* _Task prompt_: From the data below, copy exactly the lines that lie between the one holding "#[derive(Debug, Serialize)]" and the one holding "let transport = Self", including both, and nothing more.

----- Given entries -----

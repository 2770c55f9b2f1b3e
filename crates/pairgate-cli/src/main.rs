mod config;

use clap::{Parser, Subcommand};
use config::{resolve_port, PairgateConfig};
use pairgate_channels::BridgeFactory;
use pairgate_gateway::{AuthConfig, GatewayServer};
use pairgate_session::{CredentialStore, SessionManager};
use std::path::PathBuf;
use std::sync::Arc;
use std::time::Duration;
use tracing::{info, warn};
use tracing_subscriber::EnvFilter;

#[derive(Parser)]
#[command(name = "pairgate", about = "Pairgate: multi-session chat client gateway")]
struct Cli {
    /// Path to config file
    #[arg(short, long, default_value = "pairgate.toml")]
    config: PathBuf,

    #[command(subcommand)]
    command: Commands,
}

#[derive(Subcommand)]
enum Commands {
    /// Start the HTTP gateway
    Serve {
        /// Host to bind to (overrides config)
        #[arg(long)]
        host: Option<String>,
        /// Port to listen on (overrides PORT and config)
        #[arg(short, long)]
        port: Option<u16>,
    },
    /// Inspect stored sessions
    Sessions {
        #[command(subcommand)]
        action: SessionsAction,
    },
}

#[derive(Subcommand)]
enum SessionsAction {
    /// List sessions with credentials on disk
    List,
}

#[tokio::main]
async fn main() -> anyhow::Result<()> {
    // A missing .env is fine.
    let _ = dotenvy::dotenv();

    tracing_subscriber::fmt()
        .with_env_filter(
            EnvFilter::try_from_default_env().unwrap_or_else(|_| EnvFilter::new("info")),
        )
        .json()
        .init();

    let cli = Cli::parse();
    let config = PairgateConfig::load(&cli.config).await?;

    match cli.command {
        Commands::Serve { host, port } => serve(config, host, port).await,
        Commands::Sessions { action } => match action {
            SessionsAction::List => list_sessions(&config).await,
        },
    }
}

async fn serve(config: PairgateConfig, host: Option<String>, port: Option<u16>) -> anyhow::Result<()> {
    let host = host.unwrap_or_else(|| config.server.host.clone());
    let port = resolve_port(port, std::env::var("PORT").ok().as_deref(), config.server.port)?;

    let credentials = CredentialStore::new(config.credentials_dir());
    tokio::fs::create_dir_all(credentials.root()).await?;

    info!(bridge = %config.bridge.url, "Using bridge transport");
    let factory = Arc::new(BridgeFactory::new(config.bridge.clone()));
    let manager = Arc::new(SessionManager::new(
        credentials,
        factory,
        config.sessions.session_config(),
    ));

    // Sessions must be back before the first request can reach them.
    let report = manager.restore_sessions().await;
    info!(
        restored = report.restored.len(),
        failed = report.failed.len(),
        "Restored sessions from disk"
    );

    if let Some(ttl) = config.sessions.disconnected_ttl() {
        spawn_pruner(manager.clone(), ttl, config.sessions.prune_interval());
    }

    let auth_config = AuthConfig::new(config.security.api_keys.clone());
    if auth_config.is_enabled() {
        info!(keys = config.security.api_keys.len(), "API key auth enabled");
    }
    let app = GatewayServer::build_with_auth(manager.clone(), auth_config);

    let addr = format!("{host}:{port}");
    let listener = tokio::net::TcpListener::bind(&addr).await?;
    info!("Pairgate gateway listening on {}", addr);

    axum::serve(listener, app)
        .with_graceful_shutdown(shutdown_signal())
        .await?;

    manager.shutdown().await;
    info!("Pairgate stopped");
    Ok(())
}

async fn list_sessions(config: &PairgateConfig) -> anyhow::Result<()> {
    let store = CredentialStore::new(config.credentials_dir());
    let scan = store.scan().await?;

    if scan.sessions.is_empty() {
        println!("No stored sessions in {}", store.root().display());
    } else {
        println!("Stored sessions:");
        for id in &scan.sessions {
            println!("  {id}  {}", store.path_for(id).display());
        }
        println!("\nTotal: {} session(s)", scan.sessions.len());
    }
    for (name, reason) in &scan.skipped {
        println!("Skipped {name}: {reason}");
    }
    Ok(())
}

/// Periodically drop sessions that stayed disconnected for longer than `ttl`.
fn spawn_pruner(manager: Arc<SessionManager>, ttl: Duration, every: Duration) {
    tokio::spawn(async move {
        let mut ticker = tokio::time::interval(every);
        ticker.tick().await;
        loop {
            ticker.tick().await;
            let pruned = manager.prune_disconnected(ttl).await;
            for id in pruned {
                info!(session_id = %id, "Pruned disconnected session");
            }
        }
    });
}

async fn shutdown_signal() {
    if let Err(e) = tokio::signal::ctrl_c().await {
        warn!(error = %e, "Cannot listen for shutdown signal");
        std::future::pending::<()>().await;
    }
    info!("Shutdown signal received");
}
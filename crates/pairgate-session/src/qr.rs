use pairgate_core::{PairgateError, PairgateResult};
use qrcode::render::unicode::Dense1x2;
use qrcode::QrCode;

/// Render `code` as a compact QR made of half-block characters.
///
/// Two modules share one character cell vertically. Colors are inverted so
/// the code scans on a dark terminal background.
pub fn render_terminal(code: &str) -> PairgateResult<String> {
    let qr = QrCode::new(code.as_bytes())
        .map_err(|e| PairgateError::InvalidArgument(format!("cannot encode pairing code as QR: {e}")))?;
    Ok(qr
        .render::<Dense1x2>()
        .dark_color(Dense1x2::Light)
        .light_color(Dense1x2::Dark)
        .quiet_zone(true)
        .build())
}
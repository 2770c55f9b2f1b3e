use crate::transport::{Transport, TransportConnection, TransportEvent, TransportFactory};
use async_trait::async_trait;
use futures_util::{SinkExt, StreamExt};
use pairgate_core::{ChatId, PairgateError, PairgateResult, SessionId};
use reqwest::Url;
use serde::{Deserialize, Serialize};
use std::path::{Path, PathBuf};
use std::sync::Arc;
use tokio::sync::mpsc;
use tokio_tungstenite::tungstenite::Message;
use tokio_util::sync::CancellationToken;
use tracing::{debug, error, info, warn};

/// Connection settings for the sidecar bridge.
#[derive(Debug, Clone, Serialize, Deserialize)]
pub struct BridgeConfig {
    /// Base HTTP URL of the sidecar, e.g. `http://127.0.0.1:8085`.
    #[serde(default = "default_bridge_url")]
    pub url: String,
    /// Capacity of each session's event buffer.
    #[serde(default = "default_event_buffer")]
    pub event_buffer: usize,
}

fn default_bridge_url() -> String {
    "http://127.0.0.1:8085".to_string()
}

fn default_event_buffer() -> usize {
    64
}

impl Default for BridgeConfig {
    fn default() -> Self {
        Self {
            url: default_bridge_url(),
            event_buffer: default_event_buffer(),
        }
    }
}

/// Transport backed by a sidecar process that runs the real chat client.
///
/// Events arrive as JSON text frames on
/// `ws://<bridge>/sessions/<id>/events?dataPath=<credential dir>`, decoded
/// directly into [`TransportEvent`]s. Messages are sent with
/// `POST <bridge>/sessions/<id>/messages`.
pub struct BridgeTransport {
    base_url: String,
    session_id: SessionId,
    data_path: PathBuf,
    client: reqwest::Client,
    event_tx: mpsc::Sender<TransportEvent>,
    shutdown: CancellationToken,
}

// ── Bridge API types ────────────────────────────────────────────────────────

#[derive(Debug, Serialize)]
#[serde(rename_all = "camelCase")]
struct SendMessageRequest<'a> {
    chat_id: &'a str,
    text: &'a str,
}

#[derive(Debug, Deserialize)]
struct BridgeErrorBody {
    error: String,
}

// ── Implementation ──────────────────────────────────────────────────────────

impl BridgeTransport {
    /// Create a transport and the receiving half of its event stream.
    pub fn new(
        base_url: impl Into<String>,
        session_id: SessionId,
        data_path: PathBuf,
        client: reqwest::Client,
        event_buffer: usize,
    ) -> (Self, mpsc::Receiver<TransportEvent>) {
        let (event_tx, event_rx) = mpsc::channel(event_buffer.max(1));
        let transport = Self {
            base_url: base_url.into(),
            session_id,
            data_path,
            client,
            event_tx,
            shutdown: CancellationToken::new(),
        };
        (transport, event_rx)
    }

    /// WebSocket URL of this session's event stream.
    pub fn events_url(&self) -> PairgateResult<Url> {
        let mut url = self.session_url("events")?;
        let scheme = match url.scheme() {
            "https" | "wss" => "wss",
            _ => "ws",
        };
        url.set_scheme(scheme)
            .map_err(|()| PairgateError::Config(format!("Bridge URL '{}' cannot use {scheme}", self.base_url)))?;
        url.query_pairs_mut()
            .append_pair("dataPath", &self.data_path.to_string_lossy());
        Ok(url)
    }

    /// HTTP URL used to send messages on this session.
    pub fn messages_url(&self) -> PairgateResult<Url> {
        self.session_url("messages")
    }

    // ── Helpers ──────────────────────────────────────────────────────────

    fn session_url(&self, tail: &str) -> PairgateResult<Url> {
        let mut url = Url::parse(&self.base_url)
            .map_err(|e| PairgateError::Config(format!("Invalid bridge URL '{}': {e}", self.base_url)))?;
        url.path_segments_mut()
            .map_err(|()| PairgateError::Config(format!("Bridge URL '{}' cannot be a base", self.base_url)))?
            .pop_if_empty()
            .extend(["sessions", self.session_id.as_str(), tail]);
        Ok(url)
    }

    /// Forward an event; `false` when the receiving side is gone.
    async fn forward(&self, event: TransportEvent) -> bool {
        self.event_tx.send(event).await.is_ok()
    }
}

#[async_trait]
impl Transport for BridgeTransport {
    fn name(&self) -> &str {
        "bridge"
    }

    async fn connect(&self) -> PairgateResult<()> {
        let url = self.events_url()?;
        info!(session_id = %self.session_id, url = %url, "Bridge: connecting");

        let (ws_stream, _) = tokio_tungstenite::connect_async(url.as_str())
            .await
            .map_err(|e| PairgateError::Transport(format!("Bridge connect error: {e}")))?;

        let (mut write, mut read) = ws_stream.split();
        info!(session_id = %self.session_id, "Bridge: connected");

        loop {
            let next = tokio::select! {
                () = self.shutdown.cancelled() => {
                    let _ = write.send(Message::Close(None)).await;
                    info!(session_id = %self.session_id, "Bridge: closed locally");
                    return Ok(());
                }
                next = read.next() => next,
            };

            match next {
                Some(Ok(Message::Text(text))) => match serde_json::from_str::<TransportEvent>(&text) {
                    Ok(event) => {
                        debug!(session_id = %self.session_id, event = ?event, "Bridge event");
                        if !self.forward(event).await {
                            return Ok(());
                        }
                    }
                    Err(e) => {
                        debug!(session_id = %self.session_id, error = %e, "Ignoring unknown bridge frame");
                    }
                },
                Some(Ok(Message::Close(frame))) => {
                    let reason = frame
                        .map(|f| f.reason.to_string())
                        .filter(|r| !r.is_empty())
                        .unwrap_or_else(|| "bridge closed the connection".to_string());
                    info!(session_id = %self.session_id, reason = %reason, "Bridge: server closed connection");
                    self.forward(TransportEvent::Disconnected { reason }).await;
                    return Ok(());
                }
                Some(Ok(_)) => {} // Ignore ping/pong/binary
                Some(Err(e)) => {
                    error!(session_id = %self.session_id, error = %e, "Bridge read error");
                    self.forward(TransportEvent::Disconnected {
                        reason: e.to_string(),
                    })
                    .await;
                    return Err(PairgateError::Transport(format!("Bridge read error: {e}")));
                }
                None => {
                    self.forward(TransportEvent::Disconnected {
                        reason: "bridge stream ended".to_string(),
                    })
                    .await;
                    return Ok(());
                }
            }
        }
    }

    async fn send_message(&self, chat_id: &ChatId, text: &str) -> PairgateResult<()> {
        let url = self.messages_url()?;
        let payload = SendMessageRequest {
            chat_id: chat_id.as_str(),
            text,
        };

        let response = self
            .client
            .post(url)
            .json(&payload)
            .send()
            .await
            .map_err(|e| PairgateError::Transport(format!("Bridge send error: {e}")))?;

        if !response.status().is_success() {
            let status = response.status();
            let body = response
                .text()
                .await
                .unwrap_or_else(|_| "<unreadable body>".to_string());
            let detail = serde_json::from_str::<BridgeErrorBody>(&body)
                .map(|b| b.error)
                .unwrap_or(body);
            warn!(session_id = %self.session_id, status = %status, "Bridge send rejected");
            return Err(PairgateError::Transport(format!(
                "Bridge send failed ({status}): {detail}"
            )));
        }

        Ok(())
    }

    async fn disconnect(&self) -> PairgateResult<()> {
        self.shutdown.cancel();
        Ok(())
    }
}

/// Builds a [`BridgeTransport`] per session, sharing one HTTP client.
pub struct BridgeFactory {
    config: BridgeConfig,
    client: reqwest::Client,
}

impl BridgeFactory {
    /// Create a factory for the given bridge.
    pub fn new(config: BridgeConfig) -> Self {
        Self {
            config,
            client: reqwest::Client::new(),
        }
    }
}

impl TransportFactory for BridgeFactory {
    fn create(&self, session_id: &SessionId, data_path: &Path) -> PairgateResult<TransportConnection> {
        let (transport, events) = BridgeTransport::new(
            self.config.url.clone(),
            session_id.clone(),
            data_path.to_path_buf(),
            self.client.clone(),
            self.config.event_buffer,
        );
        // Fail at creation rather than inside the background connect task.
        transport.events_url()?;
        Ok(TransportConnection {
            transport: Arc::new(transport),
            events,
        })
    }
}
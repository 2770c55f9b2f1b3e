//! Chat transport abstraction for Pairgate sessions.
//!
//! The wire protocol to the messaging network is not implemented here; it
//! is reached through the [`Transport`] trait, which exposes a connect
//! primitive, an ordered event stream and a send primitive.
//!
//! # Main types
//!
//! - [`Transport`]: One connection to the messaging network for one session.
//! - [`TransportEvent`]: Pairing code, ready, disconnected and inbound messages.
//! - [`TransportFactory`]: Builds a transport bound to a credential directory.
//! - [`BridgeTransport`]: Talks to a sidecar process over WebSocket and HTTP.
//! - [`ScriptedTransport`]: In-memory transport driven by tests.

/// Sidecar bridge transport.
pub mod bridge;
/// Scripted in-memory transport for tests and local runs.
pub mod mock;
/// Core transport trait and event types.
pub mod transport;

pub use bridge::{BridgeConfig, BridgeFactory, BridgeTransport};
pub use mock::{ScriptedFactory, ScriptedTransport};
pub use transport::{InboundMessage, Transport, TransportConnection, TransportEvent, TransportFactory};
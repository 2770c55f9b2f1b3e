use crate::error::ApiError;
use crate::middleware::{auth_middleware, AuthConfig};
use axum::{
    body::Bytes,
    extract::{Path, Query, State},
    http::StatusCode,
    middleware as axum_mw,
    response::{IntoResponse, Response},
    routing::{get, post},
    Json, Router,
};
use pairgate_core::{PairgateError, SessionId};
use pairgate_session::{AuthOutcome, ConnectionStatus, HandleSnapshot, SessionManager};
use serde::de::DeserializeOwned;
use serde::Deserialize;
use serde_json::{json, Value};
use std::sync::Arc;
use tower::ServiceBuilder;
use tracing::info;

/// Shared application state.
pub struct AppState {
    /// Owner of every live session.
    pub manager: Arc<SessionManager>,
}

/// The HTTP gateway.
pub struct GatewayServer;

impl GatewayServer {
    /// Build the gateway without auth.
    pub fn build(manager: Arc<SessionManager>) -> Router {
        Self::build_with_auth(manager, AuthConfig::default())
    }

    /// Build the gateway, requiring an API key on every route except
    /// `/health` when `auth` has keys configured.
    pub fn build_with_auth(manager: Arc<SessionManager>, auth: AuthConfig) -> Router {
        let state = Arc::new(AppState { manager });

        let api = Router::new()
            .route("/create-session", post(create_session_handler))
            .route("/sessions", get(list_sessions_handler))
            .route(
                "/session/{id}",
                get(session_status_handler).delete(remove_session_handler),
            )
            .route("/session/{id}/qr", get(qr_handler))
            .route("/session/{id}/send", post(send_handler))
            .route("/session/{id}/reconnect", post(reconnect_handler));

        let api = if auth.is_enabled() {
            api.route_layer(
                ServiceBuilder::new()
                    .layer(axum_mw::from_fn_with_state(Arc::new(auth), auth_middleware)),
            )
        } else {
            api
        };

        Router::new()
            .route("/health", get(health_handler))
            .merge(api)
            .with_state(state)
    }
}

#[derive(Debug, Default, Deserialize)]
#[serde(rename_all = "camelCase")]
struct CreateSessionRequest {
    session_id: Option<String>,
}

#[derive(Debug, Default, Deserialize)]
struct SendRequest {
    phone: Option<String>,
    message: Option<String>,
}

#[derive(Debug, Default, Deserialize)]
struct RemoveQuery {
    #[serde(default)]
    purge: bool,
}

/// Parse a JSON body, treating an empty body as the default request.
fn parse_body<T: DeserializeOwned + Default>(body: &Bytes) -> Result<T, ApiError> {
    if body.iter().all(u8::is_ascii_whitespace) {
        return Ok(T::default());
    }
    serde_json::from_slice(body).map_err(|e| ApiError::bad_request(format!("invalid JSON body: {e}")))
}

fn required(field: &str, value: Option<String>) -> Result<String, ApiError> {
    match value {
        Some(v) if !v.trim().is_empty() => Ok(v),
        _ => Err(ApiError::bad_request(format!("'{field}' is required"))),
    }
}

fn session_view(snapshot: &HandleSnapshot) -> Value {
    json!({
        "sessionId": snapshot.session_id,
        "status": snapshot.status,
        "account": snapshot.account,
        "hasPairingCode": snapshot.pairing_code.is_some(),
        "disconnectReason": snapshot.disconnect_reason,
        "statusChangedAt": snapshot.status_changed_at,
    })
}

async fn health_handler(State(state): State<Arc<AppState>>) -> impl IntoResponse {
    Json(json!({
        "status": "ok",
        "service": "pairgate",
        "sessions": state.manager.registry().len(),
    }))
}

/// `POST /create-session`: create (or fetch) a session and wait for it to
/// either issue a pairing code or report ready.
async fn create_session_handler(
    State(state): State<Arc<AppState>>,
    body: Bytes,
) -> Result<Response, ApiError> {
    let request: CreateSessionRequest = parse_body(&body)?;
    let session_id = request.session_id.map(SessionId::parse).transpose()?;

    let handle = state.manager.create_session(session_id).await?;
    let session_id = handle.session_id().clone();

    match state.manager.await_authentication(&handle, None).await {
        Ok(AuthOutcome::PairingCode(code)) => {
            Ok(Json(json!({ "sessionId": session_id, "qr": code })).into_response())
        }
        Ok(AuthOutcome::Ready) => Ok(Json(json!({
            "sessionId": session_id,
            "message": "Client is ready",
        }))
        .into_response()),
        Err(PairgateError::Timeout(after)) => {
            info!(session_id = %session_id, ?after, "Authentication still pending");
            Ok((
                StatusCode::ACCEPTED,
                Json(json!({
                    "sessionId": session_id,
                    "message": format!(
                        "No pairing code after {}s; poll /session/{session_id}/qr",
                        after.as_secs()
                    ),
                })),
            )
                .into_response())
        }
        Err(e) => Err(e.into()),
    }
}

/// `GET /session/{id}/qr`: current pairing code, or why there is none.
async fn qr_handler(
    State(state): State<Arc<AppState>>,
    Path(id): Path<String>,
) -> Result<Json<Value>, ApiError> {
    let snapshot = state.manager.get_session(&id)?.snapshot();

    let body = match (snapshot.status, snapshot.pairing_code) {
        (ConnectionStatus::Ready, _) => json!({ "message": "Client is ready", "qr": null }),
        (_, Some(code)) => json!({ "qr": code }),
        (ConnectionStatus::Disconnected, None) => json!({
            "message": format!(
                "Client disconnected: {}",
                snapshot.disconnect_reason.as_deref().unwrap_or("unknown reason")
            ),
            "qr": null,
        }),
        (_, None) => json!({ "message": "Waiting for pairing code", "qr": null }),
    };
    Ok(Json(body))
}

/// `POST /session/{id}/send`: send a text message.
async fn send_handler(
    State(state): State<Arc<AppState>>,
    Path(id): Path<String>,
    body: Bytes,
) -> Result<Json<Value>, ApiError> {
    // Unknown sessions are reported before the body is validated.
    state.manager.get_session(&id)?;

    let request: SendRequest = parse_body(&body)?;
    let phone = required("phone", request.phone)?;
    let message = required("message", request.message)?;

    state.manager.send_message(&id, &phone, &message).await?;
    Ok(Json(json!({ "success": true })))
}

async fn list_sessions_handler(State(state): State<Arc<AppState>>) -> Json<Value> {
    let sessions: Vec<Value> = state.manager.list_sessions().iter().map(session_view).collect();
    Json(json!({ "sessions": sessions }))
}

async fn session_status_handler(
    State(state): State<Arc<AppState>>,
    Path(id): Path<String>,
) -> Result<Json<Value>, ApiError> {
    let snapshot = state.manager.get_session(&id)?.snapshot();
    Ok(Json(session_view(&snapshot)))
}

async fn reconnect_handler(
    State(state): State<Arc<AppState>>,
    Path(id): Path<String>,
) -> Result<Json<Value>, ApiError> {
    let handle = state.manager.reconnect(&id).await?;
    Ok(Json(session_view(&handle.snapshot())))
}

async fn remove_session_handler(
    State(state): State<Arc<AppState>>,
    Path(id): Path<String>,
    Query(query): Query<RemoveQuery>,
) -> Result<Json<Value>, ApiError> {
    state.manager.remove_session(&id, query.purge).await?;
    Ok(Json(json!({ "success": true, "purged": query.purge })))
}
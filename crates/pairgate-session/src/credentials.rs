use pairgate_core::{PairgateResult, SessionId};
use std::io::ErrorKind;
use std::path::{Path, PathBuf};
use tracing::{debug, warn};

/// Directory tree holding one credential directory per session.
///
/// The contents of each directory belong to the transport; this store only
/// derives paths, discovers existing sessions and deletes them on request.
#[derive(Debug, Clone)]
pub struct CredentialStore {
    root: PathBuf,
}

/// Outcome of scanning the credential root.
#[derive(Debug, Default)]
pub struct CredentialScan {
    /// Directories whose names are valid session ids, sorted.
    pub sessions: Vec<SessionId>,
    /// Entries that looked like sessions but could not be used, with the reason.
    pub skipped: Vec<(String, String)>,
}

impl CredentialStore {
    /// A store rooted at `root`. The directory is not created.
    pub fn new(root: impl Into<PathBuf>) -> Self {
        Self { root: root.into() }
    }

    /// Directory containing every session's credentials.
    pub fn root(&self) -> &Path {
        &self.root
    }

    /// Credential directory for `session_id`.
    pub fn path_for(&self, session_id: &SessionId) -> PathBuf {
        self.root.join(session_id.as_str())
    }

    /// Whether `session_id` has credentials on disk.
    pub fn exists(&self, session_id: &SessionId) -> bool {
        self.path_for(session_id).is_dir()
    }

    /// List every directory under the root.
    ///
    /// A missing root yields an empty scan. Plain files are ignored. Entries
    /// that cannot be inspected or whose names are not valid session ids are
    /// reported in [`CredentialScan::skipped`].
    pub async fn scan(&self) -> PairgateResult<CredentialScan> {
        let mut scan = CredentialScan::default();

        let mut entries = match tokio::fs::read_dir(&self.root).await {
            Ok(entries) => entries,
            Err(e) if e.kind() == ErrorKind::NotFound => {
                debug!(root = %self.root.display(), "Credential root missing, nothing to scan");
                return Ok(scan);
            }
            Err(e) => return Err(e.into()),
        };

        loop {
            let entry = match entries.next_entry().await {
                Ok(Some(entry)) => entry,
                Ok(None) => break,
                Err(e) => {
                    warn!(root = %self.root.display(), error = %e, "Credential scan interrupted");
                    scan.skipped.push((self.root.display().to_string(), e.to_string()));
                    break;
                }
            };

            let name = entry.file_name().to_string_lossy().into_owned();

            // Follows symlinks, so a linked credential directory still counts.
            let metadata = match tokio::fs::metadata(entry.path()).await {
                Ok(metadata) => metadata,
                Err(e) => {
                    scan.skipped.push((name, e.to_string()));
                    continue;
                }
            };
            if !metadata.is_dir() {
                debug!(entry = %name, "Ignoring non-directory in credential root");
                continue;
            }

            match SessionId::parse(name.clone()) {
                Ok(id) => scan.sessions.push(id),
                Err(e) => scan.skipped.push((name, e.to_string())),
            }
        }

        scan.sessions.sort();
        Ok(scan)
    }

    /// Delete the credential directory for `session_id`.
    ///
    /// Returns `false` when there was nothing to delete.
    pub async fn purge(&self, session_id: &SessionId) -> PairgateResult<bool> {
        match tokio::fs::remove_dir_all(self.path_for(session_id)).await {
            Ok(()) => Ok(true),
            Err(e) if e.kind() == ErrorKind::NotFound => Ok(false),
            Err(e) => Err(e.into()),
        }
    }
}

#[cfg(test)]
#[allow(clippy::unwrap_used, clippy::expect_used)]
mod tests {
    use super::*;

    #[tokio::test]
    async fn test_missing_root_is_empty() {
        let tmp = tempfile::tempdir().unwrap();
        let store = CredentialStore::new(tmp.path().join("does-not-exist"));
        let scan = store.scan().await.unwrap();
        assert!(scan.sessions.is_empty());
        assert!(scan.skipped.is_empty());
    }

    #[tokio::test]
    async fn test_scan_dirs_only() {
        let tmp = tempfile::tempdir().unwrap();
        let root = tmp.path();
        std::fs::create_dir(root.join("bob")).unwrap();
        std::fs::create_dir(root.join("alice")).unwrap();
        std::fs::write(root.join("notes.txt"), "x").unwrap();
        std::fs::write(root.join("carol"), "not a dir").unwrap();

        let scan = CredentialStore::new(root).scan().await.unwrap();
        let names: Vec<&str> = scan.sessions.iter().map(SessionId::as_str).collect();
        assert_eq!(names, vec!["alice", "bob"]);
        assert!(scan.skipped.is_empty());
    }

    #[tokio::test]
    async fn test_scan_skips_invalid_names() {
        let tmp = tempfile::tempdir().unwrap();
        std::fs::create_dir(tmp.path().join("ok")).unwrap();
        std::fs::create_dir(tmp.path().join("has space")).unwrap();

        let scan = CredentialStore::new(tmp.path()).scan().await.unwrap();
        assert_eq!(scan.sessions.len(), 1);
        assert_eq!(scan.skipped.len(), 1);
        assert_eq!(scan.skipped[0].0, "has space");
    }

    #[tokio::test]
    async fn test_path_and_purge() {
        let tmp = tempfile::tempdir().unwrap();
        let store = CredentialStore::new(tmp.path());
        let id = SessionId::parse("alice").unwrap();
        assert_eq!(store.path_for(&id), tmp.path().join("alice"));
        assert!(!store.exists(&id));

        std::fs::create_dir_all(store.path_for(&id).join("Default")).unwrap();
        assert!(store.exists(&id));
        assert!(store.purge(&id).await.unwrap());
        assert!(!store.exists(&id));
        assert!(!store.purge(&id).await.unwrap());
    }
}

-----

* _Solution to this problem_:
#[derive(Debug, Serialize)]
#[serde(rename_all = "camelCase")]
struct SendMessageRequest<'a> {
    chat_id: &'a str,
    text: &'a str,
}

#[derive(Debug, Deserialize)]
struct BridgeErrorBody {
    error: String,
}

// ── Implementation ──────────────────────────────────────────────────────────

impl BridgeTransport {
    /// Create a transport and the receiving half of its event stream.
    pub fn new(
        base_url: impl Into<String>,
        session_id: SessionId,
        data_path: PathBuf,
        client: reqwest::Client,
        event_buffer: usize,
    ) -> (Self, mpsc::Receiver<TransportEvent>) {
        let (event_tx, event_rx) = mpsc::channel(event_buffer.max(1));
        let transport = Self {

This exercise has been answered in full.